On your first time leading the ICU night shift in a District General Hospital, an urgent bleep call rushes you to ED Resus. A concerned Emergency Physician briefs you about his patient, a 49 y/o female awaiting elective surgical review for a multinodular goitre with retrosternal extension. The diagnosis was done a month ago by CT imaging and has not caused symptoms until now. The patient lives a fully independent life, is a non-smoker and does not use any drugs (licit or illicit).
She’s been brought to hospital by ambulance with a 1-day history of sudden-onset SoB, desaturating to 76% on room air. On arrival to Resus RR >40, SpO2 89% on 15L O2, unable to complete full sentences. There is no stridor or hoarseness of voice and no wheeze. The patient looks distressed and is evidently struggling to breathe. Despite sinus tachycardia, the BP is normal and the peripheral perfusion is adequate. A chest XR shows:
The ED doctor has decided the patient needs intubation to manage the airway obstruction and has contacted the Anaesthetics team who is on board with the plan and already assessing the patient for RSI. In the meantime, you give the details to the on-call ICU consultant who agrees with the admission yet is curious about the lack of stridor.

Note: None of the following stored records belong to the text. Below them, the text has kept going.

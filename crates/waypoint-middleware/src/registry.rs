//! Middleware aliases, groups and chain resolution.
//!
//! Routes name their middleware with short references. The registry turns a
//! route's references into a [`ResolvedChain`]:
//!
//! 1. global references, then the route's own (group middleware first)
//! 2. groups expanded recursively, aliases mapped to descriptors
//! 3. excluded names removed (excluding a group removes its members)
//! 4. repeated `name:args` pairs dropped, first occurrence kept
//! 5. entries named in the priority list stably re-sorted among themselves
//!
//! Every failure is a [`MiddlewareError`] raised while the kernel is built.

use std::collections::{BTreeMap, HashMap, HashSet};

use waypoint_config::MiddlewareConfig;
use waypoint_router::Route;

use crate::chain::{ResolvedChain, ResolvedEntry};
use crate::descriptor::{MiddlewareDescriptor, MiddlewareRef};
use crate::error::MiddlewareError;

/// Descriptors the application can build, keyed by the names configuration
/// files refer to.
#[derive(Debug, Clone, Default)]
pub struct MiddlewareCatalog {
    entries: HashMap<String, MiddlewareDescriptor>,
}

impl MiddlewareCatalog {
    /// Creates an empty catalog.
    #[must_use]
    pub fn new() -> Self {
        Self::default()
    }

    /// Adds a descriptor under `key`.
    pub fn insert(&mut self, key: impl Into<String>, descriptor: MiddlewareDescriptor) -> &mut Self {
        self.entries.insert(key.into(), descriptor);
        self
    }

    /// The descriptor under `key`.
    #[must_use]
    pub fn get(&self, key: &str) -> Option<&MiddlewareDescriptor> {
        self.entries.get(key)
    }

    /// Number of entries.
    #[must_use]
    pub fn len(&self) -> usize {
        self.entries.len()
    }

    /// Whether the catalog is empty.
    #[must_use]
    pub fn is_empty(&self) -> bool {
        self.entries.is_empty()
    }
}

/// Aliases, groups, global middleware and priority.
///
/// Populated once at startup and read-only afterwards.
///
/// # Example
///
/// ```rust
/// use waypoint_middleware::{from_fn, MiddlewareDescriptor, MiddlewareRegistry};
///
/// let pass = || {
///     MiddlewareDescriptor::singleton(from_fn("pass", |ctx, req, _args, next| {
///         Box::pin(async move { next.run(ctx, req).await })
///     }))
/// };
///
/// let mut registry = MiddlewareRegistry::new();
/// registry
///     .alias("session", pass())
///     .alias("auth", pass())
///     .group("web", ["session"]);
///
/// let chain = registry.resolve(&["web", "auth"], &[] as &[&str])?;
/// assert_eq!(chain.names(), ["session", "auth"]);
/// # Ok::<(), waypoint_middleware::MiddlewareError>(())
/// ```
#[derive(Debug, Clone, Default)]
pub struct MiddlewareRegistry {
    aliases: BTreeMap<String, MiddlewareDescriptor>,
    groups: BTreeMap<String, Vec<String>>,
    global: Vec<String>,
    priority: Vec<String>,
}

impl MiddlewareRegistry {
    /// Creates an empty registry.
    #[must_use]
    pub fn new() -> Self {
        Self::default()
    }

    /// Registers an alias, replacing any previous one.
    pub fn alias(&mut self, name: impl Into<String>, descriptor: MiddlewareDescriptor) -> &mut Self {
        self.aliases.insert(name.into(), descriptor);
        self
    }

    /// Registers a group, replacing any previous one.
    pub fn group<I, S>(&mut self, name: impl Into<String>, members: I) -> &mut Self
    where
        I: IntoIterator<Item = S>,
        S: Into<String>,
    {
        self.groups
            .insert(name.into(), members.into_iter().map(Into::into).collect());
        self
    }

    /// Appends references that run before every route's own middleware.
    pub fn global<I, S>(&mut self, references: I) -> &mut Self
    where
        I: IntoIterator<Item = S>,
        S: Into<String>,
    {
        self.global.extend(references.into_iter().map(Into::into));
        self
    }

    /// Appends names to the priority list.
    pub fn priority<I, S>(&mut self, names: I) -> &mut Self
    where
        I: IntoIterator<Item = S>,
        S: Into<String>,
    {
        self.priority.extend(names.into_iter().map(Into::into));
        self
    }

    /// Returns true if `name` is an alias.
    #[must_use]
    pub fn has_alias(&self, name: &str) -> bool {
        self.aliases.contains_key(name)
    }

    /// Returns true if `name` is a group.
    #[must_use]
    pub fn has_group(&self, name: &str) -> bool {
        self.groups.contains_key(name)
    }

    /// Number of aliases.
    #[must_use]
    pub fn alias_count(&self) -> usize {
        self.aliases.len()
    }

    /// Number of groups.
    #[must_use]
    pub fn group_count(&self) -> usize {
        self.groups.len()
    }

    /// Loads aliases, groups, global references and priority from a
    /// configuration section, mapping alias targets through `catalog`.
    pub fn apply_config(
        &mut self,
        config: &MiddlewareConfig,
        catalog: &MiddlewareCatalog,
    ) -> Result<&mut Self, MiddlewareError> {
        for (alias, key) in &config.aliases {
            let descriptor = catalog
                .get(key)
                .ok_or_else(|| MiddlewareError::unknown_catalog_key(alias, key))?;
            self.alias(alias.clone(), descriptor.clone());
        }
        for (group, members) in &config.groups {
            self.group(group.clone(), members.iter().cloned());
        }
        self.global(config.global.iter().cloned());
        self.priority(config.priority.iter().cloned());
        Ok(self)
    }

    /// Checks every group and global reference.
    ///
    /// Detects names registered as both alias and group, unknown names,
    /// empty references, parameterised group references and group cycles.
    pub fn validate(&self) -> Result<(), MiddlewareError> {
        if let Some(name) = self.aliases.keys().find(|name| self.groups.contains_key(*name)) {
            return Err(MiddlewareError::AmbiguousName { name: name.clone() });
        }

        let mut scratch = Vec::new();
        for group in self.groups.keys() {
            self.expand(group, &mut Vec::new(), &mut scratch)?;
            scratch.clear();
        }
        for reference in &self.global {
            self.expand(reference, &mut Vec::new(), &mut scratch)?;
            scratch.clear();
        }
        for name in &self.priority {
            MiddlewareRef::parse(name)?;
        }
        Ok(())
    }

    /// Resolves a route's middleware.
    pub fn resolve_route(&self, route: &Route) -> Result<ResolvedChain, MiddlewareError> {
        self.resolve(route.middleware(), route.excluded_middleware())
    }

    /// Resolves references into an ordered chain.
    pub fn resolve<R, X>(&self, references: &[R], excluded: &[X]) -> Result<ResolvedChain, MiddlewareError>
    where
        R: AsRef<str>,
        X: AsRef<str>,
    {
        let mut expanded = Vec::new();
        for reference in self
            .global
            .iter()
            .map(String::as_str)
            .chain(references.iter().map(AsRef::as_ref))
        {
            self.expand(reference, &mut Vec::new(), &mut expanded)?;
        }

        let excluded = self.excluded_names(excluded)?;
        let mut entries: Vec<ResolvedEntry> = Vec::with_capacity(expanded.len());
        for entry in expanded {
            if excluded.contains(entry.name()) {
                continue;
            }
            if entries.iter().any(|kept| kept.same_reference(&entry)) {
                continue;
            }
            entries.push(entry);
        }

        self.apply_priority(&mut entries)?;

        let chain = ResolvedChain::new(entries);
        tracing::debug!(middleware = ?chain.names(), "resolved middleware chain");
        Ok(chain)
    }

    fn expand(
        &self,
        reference: &str,
        stack: &mut Vec<String>,
        out: &mut Vec<ResolvedEntry>,
    ) -> Result<(), MiddlewareError> {
        let parsed = MiddlewareRef::parse(reference)?;

        if let Some(members) = self.groups.get(&parsed.name) {
            if self.aliases.contains_key(&parsed.name) {
                return Err(MiddlewareError::AmbiguousName { name: parsed.name });
            }
            if parsed.has_args() {
                return Err(MiddlewareError::parameterized_group(parsed.name));
            }
            Self::enter_group(stack, &parsed.name)?;
            for member in members {
                self.expand(member, stack, out)?;
            }
            stack.pop();
            return Ok(());
        }

        let descriptor = self
            .aliases
            .get(&parsed.name)
            .ok_or_else(|| MiddlewareError::unknown_reference(&parsed.name))?;
        out.push(ResolvedEntry::new(&parsed.name, parsed.args, descriptor.clone()));
        Ok(())
    }

    fn enter_group(stack: &mut Vec<String>, group: &str) -> Result<(), MiddlewareError> {
        if let Some(start) = stack.iter().position(|g| g == group) {
            let mut cycle = stack[start..].to_vec();
            cycle.push(group.to_string());
            return Err(MiddlewareError::CyclicGroup { cycle });
        }
        stack.push(group.to_string());
        Ok(())
    }

    /// Leaf names under `name`, in group order. Unknown names are kept
    /// as-is.
    fn leaf_names(
        &self,
        name: &str,
        stack: &mut Vec<String>,
        out: &mut Vec<String>,
    ) -> Result<(), MiddlewareError> {
        match self.groups.get(name) {
            Some(members) => {
                Self::enter_group(stack, name)?;
                for member in members {
                    let parsed = MiddlewareRef::parse(member)?;
                    self.leaf_names(&parsed.name, stack, out)?;
                }
                stack.pop();
            }
            None => {
                if !out.iter().any(|n| n == name) {
                    out.push(name.to_string());
                }
            }
        }
        Ok(())
    }

    fn excluded_names<X: AsRef<str>>(&self, excluded: &[X]) -> Result<HashSet<String>, MiddlewareError> {
        let mut names = Vec::new();
        for reference in excluded {
            let parsed = MiddlewareRef::parse(reference.as_ref())?;
            self.leaf_names(&parsed.name, &mut Vec::new(), &mut names)?;
        }
        Ok(names.into_iter().collect())
    }

    fn apply_priority(&self, entries: &mut [ResolvedEntry]) -> Result<(), MiddlewareError> {
        if self.priority.is_empty() {
            return Ok(());
        }

        let mut order = Vec::new();
        for name in &self.priority {
            let parsed = MiddlewareRef::parse(name)?;
            self.leaf_names(&parsed.name, &mut Vec::new(), &mut order)?;
        }
        let rank = |entry: &ResolvedEntry| order.iter().position(|n| n == entry.name());

        let slots: Vec<usize> = entries
            .iter()
            .enumerate()
            .filter(|(_, entry)| rank(entry).is_some())
            .map(|(i, _)| i)
            .collect();
        let mut ranked: Vec<ResolvedEntry> = slots.iter().map(|&i| entries[i].clone()).collect();
        ranked.sort_by_key(|entry| rank(entry));

        for (slot, entry) in slots.into_iter().zip(ranked) {
            entries[slot] = entry;
        }
        Ok(())
    }
}
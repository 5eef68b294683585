//! HTTP types shared by handlers, middleware and the kernel.

use std::future::Future;
use std::pin::Pin;

use bytes::Bytes;
use http::header::{HeaderValue, CONTENT_TYPE};
use http::StatusCode;
use http_body_util::Full;

/// A fully buffered body.
pub type Body = Full<Bytes>;

/// The request type delivered by the transport.
pub type Request = http::Request<Body>;

/// The response type handed back to the transport.
pub type Response = http::Response<Body>;

/// A boxed, sendable future.
pub type BoxFuture<'a, T> = Pin<Box<dyn Future<Output = T> + Send + 'a>>;

/// Extension trait for building plain responses.
pub trait ResponseExt {
    /// A response with `status` and an empty body.
    fn with_status(status: StatusCode) -> Response;

    /// A `text/plain` response.
    fn text(status: StatusCode, body: impl Into<String>) -> Response;

    /// An `application/json` response from pre-serialized bytes.
    fn json_bytes(status: StatusCode, body: impl Into<Bytes>) -> Response;
}

impl ResponseExt for Response {
    fn with_status(status: StatusCode) -> Response {
        let mut response = http::Response::new(Full::new(Bytes::new()));
        *response.status_mut() = status;
        response
    }

    fn text(status: StatusCode, body: impl Into<String>) -> Response {
        let mut response = http::Response::new(Full::new(Bytes::from(body.into())));
        *response.status_mut() = status;
        response.headers_mut().insert(
            CONTENT_TYPE,
            HeaderValue::from_static("text/plain; charset=utf-8"),
        );
        response
    }

    fn json_bytes(status: StatusCode, body: impl Into<Bytes>) -> Response {
        let mut response = http::Response::new(Full::new(body.into()));
        *response.status_mut() = status;
        response
            .headers_mut()
            .insert(CONTENT_TYPE, HeaderValue::from_static("application/json"));
        response
    }
}

/// Creates a request with an empty body. Mostly useful in tests.
#[must_use]
pub fn empty_request(method: http::Method, uri: &str) -> Request {
    let mut request = http::Request::new(Full::new(Bytes::new()));
    *request.method_mut() = method;
    if let Ok(uri) = uri.parse() {
        *request.uri_mut() = uri;
    }
    request
}
//! Variable timestep simulation tick
//!
//! Advances a round by the elapsed frame time: countdown, net movement,
//! spawning, falling, catches and misses.

use glam::Vec2;
use rand::SeedableRng;
use rand_pcg::Pcg32;

use super::spawn::spawn_item;
use super::state::{GameEvent, GameOverReason, GamePhase, GameState, ItemKind};
use crate::consts::*;
use crate::platform::{InputMode, InputProvider};
use crate::tuning::Tuning;

/// A round of the game plus everything needed to advance it
#[derive(Debug, Clone)]
pub struct Simulation {
    state: GameState,
    tuning: Tuning,
    seed: u64,
    rng: Pcg32,
}

impl Simulation {
    /// Idle simulation on the default playfield
    pub fn new(tuning: Tuning, seed: u64) -> Self {
        Self::with_canvas(tuning, seed, Vec2::new(CANVAS_WIDTH, CANVAS_HEIGHT))
    }

    /// Idle simulation on a playfield of the given size
    pub fn with_canvas(tuning: Tuning, seed: u64, canvas: Vec2) -> Self {
        Self {
            state: GameState::new(&tuning, canvas),
            tuning,
            seed,
            rng: Pcg32::seed_from_u64(seed),
        }
    }

    pub fn state(&self) -> &GameState {
        &self.state
    }

    /// Mutable access for hosts and tests that need to stage a situation
    pub fn state_mut(&mut self) -> &mut GameState {
        &mut self.state
    }

    #[inline]
    pub fn is_running(&self) -> bool {
        self.state.is_running()
    }

    /// Restart the RNG stream (takes effect for the next spawns)
    pub fn reseed(&mut self, seed: u64) {
        self.seed = seed;
        self.rng = Pcg32::seed_from_u64(seed);
    }

    /// Back to a fresh, idle round
    pub fn reset(&mut self) {
        self.state = GameState::new(&self.tuning, self.state.canvas);
    }

    /// Start a fresh round. No-op while a round is running.
    pub fn start(&mut self) -> bool {
        if self.state.is_running() {
            return false;
        }
        self.reset();
        self.state.phase = GamePhase::Running;
        log::info!("Round started (seed {})", self.seed);
        true
    }

    /// Halt the round without a game over. Idempotent.
    pub fn stop(&mut self) {
        if self.state.is_running() {
            self.state.phase = GamePhase::Idle;
            log::info!("Round stopped");
        }
    }

    /// End the round. Emits exactly one `GameOver` event per round.
    fn game_over(&mut self, reason: GameOverReason, events: &mut Vec<GameEvent>) {
        if !self.state.is_running() {
            return;
        }
        self.state.phase = GamePhase::GameOver;
        self.state.game_over_reason = Some(reason);
        log::info!(
            "Game over: {} Final score: {}",
            reason.message(),
            self.state.score
        );
        events.push(GameEvent::GameOver {
            reason,
            score: self.state.score,
        });
    }

    /// Advance the round by `dt_ms` milliseconds.
    ///
    /// Does nothing unless the round is running. Returns the events produced
    /// during this tick.
    pub fn update(&mut self, dt_ms: f64, input: &dyn InputProvider) -> Vec<GameEvent> {
        let mut events = Vec::new();
        if !self.state.is_running() {
            return events;
        }
        let dt_ms = dt_ms.max(0.0);
        self.state.ticks += 1;

        // Countdown
        self.state.time_remaining_ms -= dt_ms;
        if self.state.time_remaining_ms <= 0.0 {
            self.state.time_remaining_ms = 0.0;
            self.game_over(GameOverReason::TimeExpired, &mut events);
            return events;
        }

        // Speeds are tuned against a 16ms frame
        let frames = (dt_ms as f32) / REFERENCE_FRAME_MS;

        self.move_player(input, frames);
        self.spawn(dt_ms, &mut events);

        let zigzag = self.state.tier >= 3;
        for item in &mut self.state.items {
            item.advance(frames, zigzag);
        }

        self.resolve_items(&mut events);
        events
    }

    fn move_player(&mut self, input: &dyn InputProvider, frames: f32) {
        let player = &mut self.state.player;
        match input.mode() {
            InputMode::Pointer => {
                // Fixed-ratio low-pass toward the pointer, not scaled by dt.
                // The net holds still until the pointer has been seen.
                if let Some(pointer_x) = input.pointer_x() {
                    let target = pointer_x - player.size.x / 2.0;
                    player.pos.x += (target - player.pos.x) * POINTER_SMOOTHING;
                }
            }
            InputMode::Keyboard => {
                let step = KEYBOARD_SPEED * frames;
                if input.left_held() {
                    player.pos.x -= step;
                }
                if input.right_held() {
                    player.pos.x += step;
                }
            }
        }
        player.clamp_to(self.state.canvas.x);
    }

    fn spawn(&mut self, dt_ms: f64, events: &mut Vec<GameEvent>) {
        self.state.spawn_accumulator_ms += dt_ms;
        let interval = self.tuning.spawn_interval_ms(self.state.tier);
        if self.state.spawn_accumulator_ms >= interval {
            self.state.spawn_accumulator_ms = 0.0;
            let item = spawn_item(&mut self.state, &self.tuning, &mut self.rng);
            log::debug!(
                "Spawned {:?} #{} at x={:.0} speed={:.2}",
                item.kind,
                item.id,
                item.pos.x,
                item.speed
            );
            events.push(GameEvent::ItemSpawned {
                id: item.id,
                kind: item.kind,
            });
            self.state.items.push(item);
        }
    }

    /// Catches and misses in one reverse pass so removal never skips a neighbor
    fn resolve_items(&mut self, events: &mut Vec<GameEvent>) {
        let player_rect = self.state.player.rect();
        let floor = self.state.canvas.y;

        for i in (0..self.state.items.len()).rev() {
            let item = &self.state.items[i];
            let (id, kind) = (item.id, item.kind);
            let caught = item.rect().overlaps(&player_rect);
            let missed = item.pos.y > floor;

            if caught {
                self.state.items.remove(i);
                events.push(GameEvent::ItemCaught { id, kind });
                match kind {
                    ItemKind::Collectible => self.add_point(events),
                    ItemKind::Decoy => self.lose_life(events),
                }
            } else if missed {
                self.state.items.remove(i);
                events.push(GameEvent::ItemMissed { id, kind });
                // Letting plastic through costs a life; fish may pass
                if kind == ItemKind::Collectible {
                    self.lose_life(events);
                }
            }

            if !self.state.is_running() {
                break;
            }
        }
    }

    fn add_point(&mut self, events: &mut Vec<GameEvent>) {
        self.state.score += 1;
        let tier = self.tuning.tier_for_score(self.state.score);
        if tier > self.state.tier {
            self.state.tier = tier;
            log::info!("Difficulty up: tier {} ({})", tier, self.state.difficulty_label());
            events.push(GameEvent::TierChanged { tier });
        }
    }

    fn lose_life(&mut self, events: &mut Vec<GameEvent>) {
        self.state.lives = self.state.lives.saturating_sub(1);
        events.push(GameEvent::LifeLost {
            lives_left: self.state.lives,
        });
        if self.state.lives == 0 {
            self.game_over(GameOverReason::NoLivesLeft, events);
        }
    }
}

The patient is successfully intubated in Resus by the Anaesthetics team and subsequently connected to a mechanical ventilator. However, a couple of minutes after the intubation and despite adequate bilateral air entry, the SpO2 remains 91%. A control chest XR shows the tube adequately placed in the trachea and the deviation corrected.
Still in Resus, an arterial line is placed for BP monitoring and she remains haemodynamically stable. Unable to optimise the SpO2 in spite of FiO2 100% and suspecting a PE, the patient is taken for a pulmonary angiography CT scan. While the images are still loading on the electronic system the patient arrives at ICU, where she suddenly deteriorates. She is on sinus tachycardia at 105bpm and the BP is plummeting to 69/45. The SpO2 remains around 90%.
A push-dose of adrenaline (1 ml of 10ug/ml dilution) momentarily recovers the BP while the nursing team prepares an adrenaline infusion. Simultaneously, a critical care bed-side echo shows the following images:
The ICU consultant on-call has had a chance to look at the CT images and rings back to alert you about the presence of a massive bilateral PE. Upon discussion of the echo showing significant RV dilation with a collapsing septum, and the obvious circulatory shock the decision is made to provide emergency thrombolysis. The patient receives a bolus of Alteplase 50mg and a heparin infusion is started
Within 30 minutes the haemodynamic instability has resolved, the adrenaline requirement is decreasing and the sats are back to 98%. Four hours later the RV strain is improving, the collapse of the septum resolving and the IVC shows a normal diameter with inspiratory variation.
A couple of days later the patient is off vasopressor support, has been extubated, is neurologically intact and able to walk. She is discharged home a week after.
Reflection
Although in hindsight the absence of stridor appears obvious and the decision to intubate questionable, on presentation the mutual agreement was to proceed this way. This highlights how fixation errors can be contagious and mislead you towards wrong management decisions.
In this case, the increase in intrathoracic pressure driven by positive pressure ventilation is likely to have worsened the obstructive shock and caused the marked haemodynamic deterioration.
In sum, this serves as evidence of the value of point-of-care ultrasound in the approach to acute dyspnoea. If possible, echo first!